New investors including Canada Pension Plan Investment Board, Longevity Vision Fund, and funds managed by BlackRock joined founding investor Flagship Pioneering and other investors, including Eli Lilly and Company, in the Series B financing round. To date, total Sigilon funding exceeds $195 million.
“Sigilon is driven to liberate patients from the fear of living with serious chronic diseases, and from alternative therapeutic approaches,” Rogerio Vivaldi, MD, president and chief executive officer at Sigilon, said in a press release.

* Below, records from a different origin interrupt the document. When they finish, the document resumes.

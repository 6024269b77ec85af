use super::*;

const ALL_TURNS: [Turns; 8] = [
    Turns::Half(0),
    Turns::Half(1),
    Turns::Half(2),
    Turns::Half(3),
    Turns::Half(4),
    Turns::Half(5),
    Turns::Half(6),
    Turns::Float,
];

#[test]
fn turns_validate_half_steps_in_range() {
    assert_eq!(Turns::new(1.5).unwrap(), Turns::Half(3));
    assert_eq!(Turns::new(3.0).unwrap(), Turns::Half(6));
    assert!(Turns::new(3.5).is_err());
    assert!(Turns::new(0.25).is_err());
    assert!(Turns::new(-0.5).is_err());
    assert!(Turns::new(f64::NAN).is_err());
}

#[test]
fn turns_normalize_whole_numbers_without_fraction() {
    assert_eq!(Turns::new(1.0).unwrap().to_string(), "1");
    assert_eq!(Turns::new(0.0).unwrap().to_string(), "0");
    assert_eq!(Turns::new(2.5).unwrap().to_string(), "2.5");
    assert_eq!(Turns::Float.to_string(), "fl");
    assert_eq!("1.0".parse::<Turns>().unwrap().to_string(), "1");
}

#[test]
fn turns_normalization_is_idempotent() {
    for t in ALL_TURNS {
        let once = t.to_string();
        let twice = once.parse::<Turns>().unwrap().to_string();
        assert_eq!(once, twice);
    }
}

#[test]
fn turns_serde_accepts_numbers_and_sentinel() {
    let t: Turns = serde_json::from_str("1.5").unwrap();
    assert_eq!(t, Turns::Half(3));
    let t: Turns = serde_json::from_str("\"fl\"").unwrap();
    assert_eq!(t, Turns::Float);
    assert!(serde_json::from_str::<Turns>("4").is_err());
    assert_eq!(serde_json::to_string(&Turns::Float).unwrap(), "\"fl\"");
}

#[test]
fn orientation_layers() {
    assert_eq!(Orientation::In.layer(), OriLayer::Layer1);
    assert_eq!(Orientation::Counter.layer(), OriLayer::Layer2);
    assert_eq!(Orientation::Clock.mirrored(), Orientation::Counter);
    assert_eq!(Orientation::Out.mirrored(), Orientation::Out);
    assert_eq!(Orientation::In.complement(), Orientation::Out);
}

#[test]
fn motion_state_json_uses_lowercase_names() {
    let m = MotionState::new(Color::Blue, MotionType::Pro, Location::North, Location::East)
        .with_turns(Turns::Half(2), PropRotDir::CounterClockwise);
    let json = serde_json::to_value(m).unwrap();
    assert_eq!(json["motion_type"], "pro");
    assert_eq!(json["start_loc"], "n");
    assert_eq!(json["prop_rot_dir"], "counter_clockwise");
    assert!(json.get("prefloat_motion_type").is_none());
    let back: MotionState = serde_json::from_value(json).unwrap();
    assert_eq!(back, m);
}
pub mod core;
pub mod error;
pub(crate) mod math;
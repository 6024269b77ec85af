/// Convenience result type used across the crate.
pub type PictoplaceResult<T> = Result<T, PictoplaceError>;

#[derive(thiserror::Error, Debug)]
/// Top-level error type for boundary parsing, data-source IO and validation.
///
/// Placement computation itself is total and never produces one of these for a valid
/// [`crate::PictographKey`].
pub enum PictoplaceError {
    /// Invalid model data (e.g. a turns value outside `0..=3`).
    #[error("validation error: {0}")]
    Validation(String),

    /// A location name outside the eight canonical locations.
    #[error("unknown location '{0}'")]
    UnknownLocation(String),

    /// A direction name outside the eight offset directions.
    #[error("unknown direction '{0}'")]
    UnknownDirection(String),

    /// The override data source could not be read or written.
    #[error("data source error: {0}")]
    DataSource(String),

    /// JSON (de)serialization failure.
    #[error("serialization error: {0}")]
    Serde(String),

    /// Any other error with context.
    #[error(transparent)]
    Other(#[from] anyhow::Error),
}

impl PictoplaceError {
    /// Build a [`PictoplaceError::Validation`] error.
    pub fn validation(msg: impl Into<String>) -> Self {
        Self::Validation(msg.into())
    }

    /// Build a [`PictoplaceError::DataSource`] error.
    pub fn data_source(msg: impl Into<String>) -> Self {
        Self::DataSource(msg.into())
    }

    /// Build a [`PictoplaceError::Serde`] error.
    pub fn serde(msg: impl Into<String>) -> Self {
        Self::Serde(msg.into())
    }
}

impl From<serde_json::Error> for PictoplaceError {
    fn from(value: serde_json::Error) -> Self {
        Self::serde(value.to_string())
    }
}

#[cfg(test)]
#[path = "../../tests/unit/foundation/error.rs"]
mod tests;
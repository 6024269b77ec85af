use super::*;
use crate::foundation::core::Location;
use crate::motion::model::{Orientation, PropRotDir, Turns};

fn g_pictograph() -> PictographKey {
    PictographKey::new(
        Letter::G,
        GridMode::Diamond,
        MotionState::new(Color::Blue, MotionType::Pro, Location::North, Location::East),
        MotionState::new(Color::Red, MotionType::Pro, Location::North, Location::East),
    )
    .unwrap()
}

#[test]
fn constructor_rejects_swapped_colors() {
    let blue = MotionState::new(Color::Blue, MotionType::Pro, Location::North, Location::East);
    let red = MotionState::new(Color::Red, MotionType::Pro, Location::South, Location::West);
    assert!(PictographKey::new(Letter::A, GridMode::Diamond, red, blue).is_err());
}

#[test]
fn float_sentinel_requires_float_motion() {
    let blue = MotionState::new(Color::Blue, MotionType::Pro, Location::North, Location::East)
        .with_turns(Turns::Float, PropRotDir::NoRotation);
    let red = MotionState::new(Color::Red, MotionType::Pro, Location::South, Location::West);
    assert!(PictographKey::new(Letter::A, GridMode::Diamond, blue, red).is_err());
}

#[test]
fn role_lookups_find_motions() {
    let static_red = MotionState::new(Color::Red, MotionType::Static, Location::East, Location::East);
    let shift_blue = MotionState::new(Color::Blue, MotionType::Anti, Location::North, Location::East);
    let key = PictographKey::new(Letter::Y, GridMode::Diamond, shift_blue, static_red).unwrap();
    assert_eq!(key.shift().unwrap().color, Color::Blue);
    assert_eq!(key.motion_of_type(MotionType::Static).unwrap().color, Color::Red);
    assert!(key.motion_of_type(MotionType::Dash).is_none());
    assert!(key.has_mixed_motion_types());
    assert!(key.props_share_end_location());
}

#[test]
fn end_state_checks() {
    let mut key = g_pictograph();
    assert!(!key.ends_with_layer3());
    assert!(!key.ends_with_in_out_ori());

    key.red = key.red.with_oris(Orientation::In, Orientation::Out);
    assert!(key.ends_with_in_out_ori());
    assert!(!key.ends_with_clock_counter_ori());

    key.blue = key.blue.with_oris(Orientation::In, Orientation::Clock);
    key.red = key.red.with_oris(Orientation::In, Orientation::Counter);
    assert!(key.ends_with_clock_counter_ori());
    assert!(!key.ends_with_layer3());

    key.red = key.red.with_oris(Orientation::Clock, Orientation::In);
    assert!(key.ends_with_layer3());
    assert!(key.starts_from_mixed_orientation());
}

#[test]
fn json_round_trip_validates() {
    let key = g_pictograph();
    let json = serde_json::to_string(&key).unwrap();
    assert!(json.contains("\"letter\":\"G\""));
    assert_eq!(PictographKey::from_json_str(&json).unwrap(), key);
    assert!(PictographKey::from_json_str("{}").is_err());
}

#[test]
fn out_of_range_half_steps_are_rejected() {
    let blue = MotionState::new(Color::Blue, MotionType::Pro, Location::North, Location::East)
        .with_turns(Turns::Half(9), PropRotDir::Clockwise);
    let red = MotionState::new(Color::Red, MotionType::Pro, Location::South, Location::West);
    let err = PictographKey::new(Letter::A, GridMode::Diamond, blue, red).unwrap_err();
    assert!(err.to_string().contains("4.5"), "{err}");

    let top = blue.with_turns(Turns::Half(6), PropRotDir::Clockwise);
    let key = PictographKey::new(Letter::A, GridMode::Diamond, top, red).unwrap();
    let json = serde_json::to_string(&key).unwrap();
    assert_eq!(PictographKey::from_json_str(&json).unwrap(), key);
}
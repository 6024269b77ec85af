use std::str::FromStr;

use crate::foundation::error::PictoplaceError;

pub use kurbo::{Point, Vec2};

/// Side length of the square scene the grid is drawn on.
pub const SCENE_SIZE: f64 = 950.0;

/// Center of the grid in scene coordinates.
pub const GRID_CENTER: Point = Point::new(SCENE_SIZE / 2.0, SCENE_SIZE / 2.0);

/// Radius of the hand points (where props sit) from the grid center.
pub const HAND_POINT_RADIUS: f64 = 143.1;

#[derive(
    Clone, Copy, Debug, PartialEq, Eq, Hash, PartialOrd, Ord, serde::Serialize, serde::Deserialize,
)]
#[serde(rename_all = "lowercase")]
/// Grid variant the pictograph is drawn on.
pub enum GridMode {
    /// Hand points on the cardinal locations.
    Diamond,
    /// Hand points on the diagonal locations.
    Box,
}

impl GridMode {
    /// Both grid modes.
    pub const ALL: [GridMode; 2] = [GridMode::Diamond, GridMode::Box];

    /// Stable lowercase name, also used as the override data folder name.
    pub fn as_str(self) -> &'static str {
        match self {
            GridMode::Diamond => "diamond",
            GridMode::Box => "box",
        }
    }
}

impl FromStr for GridMode {
    type Err = PictoplaceError;

    fn from_str(s: &str) -> Result<Self, Self::Err> {
        match s {
            "diamond" => Ok(GridMode::Diamond),
            "box" => Ok(GridMode::Box),
            other => Err(PictoplaceError::validation(format!(
                "unknown grid mode '{other}'"
            ))),
        }
    }
}

#[derive(
    Clone, Copy, Debug, PartialEq, Eq, Hash, PartialOrd, Ord, serde::Serialize, serde::Deserialize,
)]
/// One of the eight canonical grid locations.
pub enum Location {
    /// North.
    #[serde(rename = "n")]
    North,
    /// North-east.
    #[serde(rename = "ne")]
    NorthEast,
    /// East.
    #[serde(rename = "e")]
    East,
    /// South-east.
    #[serde(rename = "se")]
    SouthEast,
    /// South.
    #[serde(rename = "s")]
    South,
    /// South-west.
    #[serde(rename = "sw")]
    SouthWest,
    /// West.
    #[serde(rename = "w")]
    West,
    /// North-west.
    #[serde(rename = "nw")]
    NorthWest,
}

impl Location {
    /// All locations, clockwise from north.
    pub const ALL: [Location; 8] = [
        Location::North,
        Location::NorthEast,
        Location::East,
        Location::SouthEast,
        Location::South,
        Location::SouthWest,
        Location::West,
        Location::NorthWest,
    ];

    /// Stable short name (`"n"`, `"ne"`, ...).
    pub fn as_str(self) -> &'static str {
        match self {
            Location::North => "n",
            Location::NorthEast => "ne",
            Location::East => "e",
            Location::SouthEast => "se",
            Location::South => "s",
            Location::SouthWest => "sw",
            Location::West => "w",
            Location::NorthWest => "nw",
        }
    }

    /// Octant index counted clockwise from east (`e = 0`, `se = 1`, ..., `ne = 7`).
    pub fn octant(self) -> u8 {
        match self {
            Location::East => 0,
            Location::SouthEast => 1,
            Location::South => 2,
            Location::SouthWest => 3,
            Location::West => 4,
            Location::NorthWest => 5,
            Location::North => 6,
            Location::NorthEast => 7,
        }
    }

    /// Inverse of [`Location::octant`], taken modulo 8.
    pub fn from_octant(octant: i32) -> Location {
        match octant.rem_euclid(8) {
            0 => Location::East,
            1 => Location::SouthEast,
            2 => Location::South,
            3 => Location::SouthWest,
            4 => Location::West,
            5 => Location::NorthWest,
            6 => Location::North,
            _ => Location::NorthEast,
        }
    }

    /// Angle of the location seen from the grid center, degrees clockwise from `+x`.
    pub fn angle_deg(self) -> f64 {
        f64::from(self.octant()) * 45.0
    }

    /// Unit vector from the grid center toward this location (screen coordinates).
    pub fn unit_vec(self) -> Vec2 {
        let d = std::f64::consts::FRAC_1_SQRT_2;
        match self {
            Location::North => Vec2::new(0.0, -1.0),
            Location::NorthEast => Vec2::new(d, -d),
            Location::East => Vec2::new(1.0, 0.0),
            Location::SouthEast => Vec2::new(d, d),
            Location::South => Vec2::new(0.0, 1.0),
            Location::SouthWest => Vec2::new(-d, d),
            Location::West => Vec2::new(-1.0, 0.0),
            Location::NorthWest => Vec2::new(-d, -d),
        }
    }

    /// `true` for `n`, `e`, `s`, `w`.
    pub fn is_cardinal(self) -> bool {
        self.octant() % 2 == 0
    }

    /// Rotate by `steps` eighth-turns clockwise.
    pub fn rotated(self, steps: i32) -> Location {
        Location::from_octant(i32::from(self.octant()) + steps)
    }

    /// The diametrically opposite location.
    pub fn opposite(self) -> Location {
        self.rotated(4)
    }

    /// Reflection across the vertical axis (`e <-> w`, `ne <-> nw`, ...).
    pub fn mirrored(self) -> Location {
        Location::from_octant(4 - i32::from(self.octant()))
    }
}

impl FromStr for Location {
    type Err = PictoplaceError;

    fn from_str(s: &str) -> Result<Self, Self::Err> {
        Location::ALL
            .into_iter()
            .find(|l| l.as_str() == s)
            .ok_or_else(|| PictoplaceError::UnknownLocation(s.to_string()))
    }
}

#[derive(
    Clone, Copy, Debug, PartialEq, Eq, Hash, PartialOrd, Ord, serde::Serialize, serde::Deserialize,
)]
#[serde(rename_all = "lowercase")]
/// Offset direction used by beta repositioning: four axis-aligned and four diagonal.
pub enum Direction {
    /// Toward `-y`.
    Up,
    /// Toward `+y`.
    Down,
    /// Toward `-x`.
    Left,
    /// Toward `+x`.
    Right,
    /// Toward `(+x, -y)`.
    UpRight,
    /// Toward `(-x, -y)`.
    UpLeft,
    /// Toward `(+x, +y)`.
    DownRight,
    /// Toward `(-x, +y)`.
    DownLeft,
}

impl Direction {
    /// All directions.
    pub const ALL: [Direction; 8] = [
        Direction::Up,
        Direction::Down,
        Direction::Left,
        Direction::Right,
        Direction::UpRight,
        Direction::UpLeft,
        Direction::DownRight,
        Direction::DownLeft,
    ];

    /// Stable lowercase name.
    pub fn as_str(self) -> &'static str {
        match self {
            Direction::Up => "up",
            Direction::Down => "down",
            Direction::Left => "left",
            Direction::Right => "right",
            Direction::UpRight => "upright",
            Direction::UpLeft => "upleft",
            Direction::DownRight => "downright",
            Direction::DownLeft => "downleft",
        }
    }

    /// The direction pointing the other way.
    pub fn opposite(self) -> Direction {
        match self {
            Direction::Up => Direction::Down,
            Direction::Down => Direction::Up,
            Direction::Left => Direction::Right,
            Direction::Right => Direction::Left,
            Direction::UpRight => Direction::DownLeft,
            Direction::UpLeft => Direction::DownRight,
            Direction::DownRight => Direction::UpLeft,
            Direction::DownLeft => Direction::UpRight,
        }
    }

    /// `true` for the four diagonal directions.
    pub fn is_diagonal(self) -> bool {
        matches!(
            self,
            Direction::UpRight | Direction::UpLeft | Direction::DownRight | Direction::DownLeft
        )
    }

    /// Unit-sign vector of the direction (components in `{-1, 0, 1}`).
    pub fn signs(self) -> Vec2 {
        match self {
            Direction::Up => Vec2::new(0.0, -1.0),
            Direction::Down => Vec2::new(0.0, 1.0),
            Direction::Left => Vec2::new(-1.0, 0.0),
            Direction::Right => Vec2::new(1.0, 0.0),
            Direction::UpRight => Vec2::new(1.0, -1.0),
            Direction::UpLeft => Vec2::new(-1.0, -1.0),
            Direction::DownRight => Vec2::new(1.0, 1.0),
            Direction::DownLeft => Vec2::new(-1.0, 1.0),
        }
    }

    /// Snap a vector to the nearest of the eight directions; `None` for a (near) zero vector.
    pub fn from_vec(v: Vec2) -> Option<Direction> {
        if v.hypot() < 1e-9 {
            return None;
        }
        let deg = v.y.atan2(v.x).to_degrees().rem_euclid(360.0);
        let octant = ((deg / 45.0).round() as i32).rem_euclid(8);
        Some(match octant {
            0 => Direction::Right,
            1 => Direction::DownRight,
            2 => Direction::Down,
            3 => Direction::DownLeft,
            4 => Direction::Left,
            5 => Direction::UpLeft,
            6 => Direction::Up,
            _ => Direction::UpRight,
        })
    }
}

impl FromStr for Direction {
    type Err = PictoplaceError;

    fn from_str(s: &str) -> Result<Self, Self::Err> {
        Direction::ALL
            .into_iter()
            .find(|d| d.as_str() == s)
            .ok_or_else(|| PictoplaceError::UnknownDirection(s.to_string()))
    }
}

#[cfg(test)]
#[path = "../../tests/unit/foundation/core.rs"]
mod tests;
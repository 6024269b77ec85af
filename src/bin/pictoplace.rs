use std::{
    path::{Path, PathBuf},
    sync::Arc,
};

use anyhow::Context as _;
use clap::{Parser, Subcommand};
use pictoplace::{
    Color, EngineSettings, OverrideValue, PictographKey, PlacementEngine, PropType,
    SpecialPlacementStore, TurnsKeyGenerator,
};

#[derive(Parser, Debug)]
#[command(name = "pictoplace", version)]
struct Cli {
    /// Log verbosity on stderr (`-v` debug, `-vv` trace).
    #[arg(short, long, action = clap::ArgAction::Count, global = true)]
    verbose: u8,

    #[command(subcommand)]
    cmd: Command,
}

#[derive(Subcommand, Debug)]
enum Command {
    /// Compute arrow and prop placements for a pictograph.
    Place(PlaceArgs),
    /// Print the override lookup keys of a pictograph.
    Key(KeyArgs),
    /// Write an override entry and save it to the data folder.
    Set(SetArgs),
}

#[derive(Parser, Debug)]
struct PlaceArgs {
    /// Input pictograph JSON.
    #[arg(long = "in")]
    in_path: PathBuf,

    /// Override data root (`<root>/<grid_mode>/<orientation_key>/*.json`).
    #[arg(long)]
    overrides: Option<PathBuf>,

    /// Engine settings JSON.
    #[arg(long)]
    settings: Option<PathBuf>,

    /// Prop type; takes precedence over the settings file.
    #[arg(long, value_enum)]
    prop_type: Option<PropType>,

    /// Output JSON path (stdout when omitted).
    #[arg(long)]
    out: Option<PathBuf>,
}

#[derive(Parser, Debug)]
struct KeyArgs {
    /// Input pictograph JSON.
    #[arg(long = "in")]
    in_path: PathBuf,
}

#[derive(Parser, Debug)]
struct SetArgs {
    /// Override data root.
    #[arg(long)]
    overrides: PathBuf,

    /// Input pictograph JSON.
    #[arg(long = "in")]
    in_path: PathBuf,

    /// Glyph color the entry belongs to.
    #[arg(long, value_enum, default_value_t = Color::Blue)]
    color: Color,

    /// Field name (e.g. `blue`, `pro`, `static_rot_angle_override`).
    #[arg(long)]
    field: String,

    /// Position adjustment `DX,DY`.
    #[arg(long, value_parser = parse_offset, allow_hyphen_values = true)]
    offset: Option<[f64; 2]>,

    /// Rotation angle in degrees.
    #[arg(long, conflicts_with = "offset", allow_hyphen_values = true)]
    rotation: Option<f64>,

    /// Also write the mirrored, color-swapped counterpart.
    #[arg(long)]
    mirror: bool,
}

fn main() -> anyhow::Result<()> {
    let cli = Cli::parse();
    init_logging(cli.verbose);
    match cli.cmd {
        Command::Place(args) => cmd_place(args),
        Command::Key(args) => cmd_key(args),
        Command::Set(args) => cmd_set(args),
    }
}

fn init_logging(verbose: u8) {
    let level = match verbose {
        0 => tracing::Level::WARN,
        1 => tracing::Level::DEBUG,
        _ => tracing::Level::TRACE,
    };
    tracing_subscriber::fmt()
        .with_max_level(level)
        .with_writer(std::io::stderr)
        .init();
}

fn parse_offset(s: &str) -> Result<[f64; 2], String> {
    let (dx, dy) = s
        .split_once(',')
        .ok_or_else(|| format!("expected DX,DY, got '{s}'"))?;
    let parse = |v: &str| {
        v.trim()
            .parse::<f64>()
            .map_err(|e| format!("invalid offset component '{v}': {e}"))
    };
    Ok([parse(dx)?, parse(dy)?])
}

fn load_pictograph(path: &Path) -> anyhow::Result<PictographKey> {
    PictographKey::from_path(path).with_context(|| format!("load pictograph '{}'", path.display()))
}

fn cmd_place(args: PlaceArgs) -> anyhow::Result<()> {
    let pictograph = load_pictograph(&args.in_path)?;

    let mut settings = match &args.settings {
        Some(path) => EngineSettings::from_path(path)?,
        None => EngineSettings::default(),
    };
    if let Some(prop_type) = args.prop_type {
        settings.prop_type = prop_type;
    }

    let store = match &args.overrides {
        Some(root) => {
            let store = SpecialPlacementStore::new(root);
            store.load(pictograph.grid_mode);
            store
        }
        None => SpecialPlacementStore::new("."),
    };

    let mut engine = PlacementEngine::new(Arc::new(store), settings);
    let placement = engine.compute(&pictograph);
    let json = serde_json::to_string_pretty(&placement)?;

    match &args.out {
        Some(out) => {
            if let Some(parent) = out.parent().filter(|p| !p.as_os_str().is_empty()) {
                std::fs::create_dir_all(parent)
                    .with_context(|| format!("create output dir '{}'", parent.display()))?;
            }
            std::fs::write(out, json).with_context(|| format!("write '{}'", out.display()))?;
            eprintln!("wrote {}", out.display());
        }
        None => println!("{json}"),
    }
    Ok(())
}

fn cmd_key(args: KeyArgs) -> anyhow::Result<()> {
    let pictograph = load_pictograph(&args.in_path)?;
    let turns_key = TurnsKeyGenerator::generate(&pictograph);
    let report = serde_json::json!({
        "letter": pictograph.letter,
        "letter_type": pictograph.letter_type(),
        "turns_key": turns_key,
        "lead_state": TurnsKeyGenerator::lead_state(&pictograph),
        "orientation_key": {
            "blue": SpecialPlacementStore::ori_key_for(&pictograph, Color::Blue),
            "red": SpecialPlacementStore::ori_key_for(&pictograph, Color::Red),
        },
        "attr_field": {
            "blue": PlacementEngine::attr_field_key(&pictograph, Color::Blue),
            "red": PlacementEngine::attr_field_key(&pictograph, Color::Red),
        },
    });
    println!("{}", serde_json::to_string_pretty(&report)?);
    Ok(())
}

fn cmd_set(args: SetArgs) -> anyhow::Result<()> {
    let pictograph = load_pictograph(&args.in_path)?;
    let value = match (args.offset, args.rotation) {
        (Some(offset), None) => OverrideValue::Offset(offset),
        (None, Some(deg)) => OverrideValue::Rotation(deg),
        _ => anyhow::bail!("exactly one of --offset or --rotation is required"),
    };
    let color = args.color;

    let store = SpecialPlacementStore::new(&args.overrides);
    store.reload();

    let written = if args.mirror {
        store.set_entry_with_mirror(&pictograph, color, &args.field, value)
    } else {
        store.set_entry(&pictograph, color, &args.field, value)
    };
    let turns_key = written.with_context(|| {
        format!(
            "letter {} has no turns key for this motion combination",
            pictograph.letter
        )
    })?;

    let mut targets = vec![(pictograph, color)];
    if args.mirror {
        targets.push((pictograph.mirrored_counterpart(), color.other()));
    }
    for (p, c) in targets {
        let ori_key = SpecialPlacementStore::ori_key_for(&p, c);
        let path = store.save(p.grid_mode, ori_key, p.letter)?;
        eprintln!("wrote {}", path.display());
    }
    eprintln!("{} {} = {:?}", turns_key, args.field, value);
    Ok(())
}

“Our Shielded Living Therapeutics platform is designed to give patients who have chronic diseases a convenient, safe, long-term therapeutic benefit,” Vivaldi said. “We believe encapsulating engineered human cells in our proprietary matrix will enable us to deliver controlled doses of therapeutic proteins without the need for immunosuppression and without the risks associated with modifying patients’ genomes.”
SIG-001 is made up of human cells engineered to incorporate artificial DNA-encoding therapeutic proteins into cells, specifically human FVIII, which is missing in people with hemophilia A.
The modified cells are protected from immune rejection and tissue scarring (fibrosis) by Sigilon’s Afibromer artificial biomaterials matrix. In addition, the biomaterial improves the optimized delivery and long-term stability of the cells in the body. After a single implant, it is expected the modified cells can foster long-term creation of therapeutic proteins.
In preclinical studies, delivery of SIG-001 into a mouse model of hemophilia A resulted in a steady production of FVIII, and controlled bleeding. This was also the case with animal models of hemophilia B and factor VII deficiency.
The studies demonstrated that delivery of different doses of the therapy to an animal’s abdomen led to a dose-dependent production of FVIII. SIG-001 also helped curb bleeding and blood loss following a bleeding test, and kept FVIII levels stable for more than six months.
“Sigilon’s Shielded Living Therapeutics platform offers patients with chronic disease the prospect of relief without disrupting their lives,” said Douglas Cole, MD, Sigilon chairman. “The near-term transition to clinical development and the platform’s breadth and progress reflect the power and productivity of Sigilon’s approach.”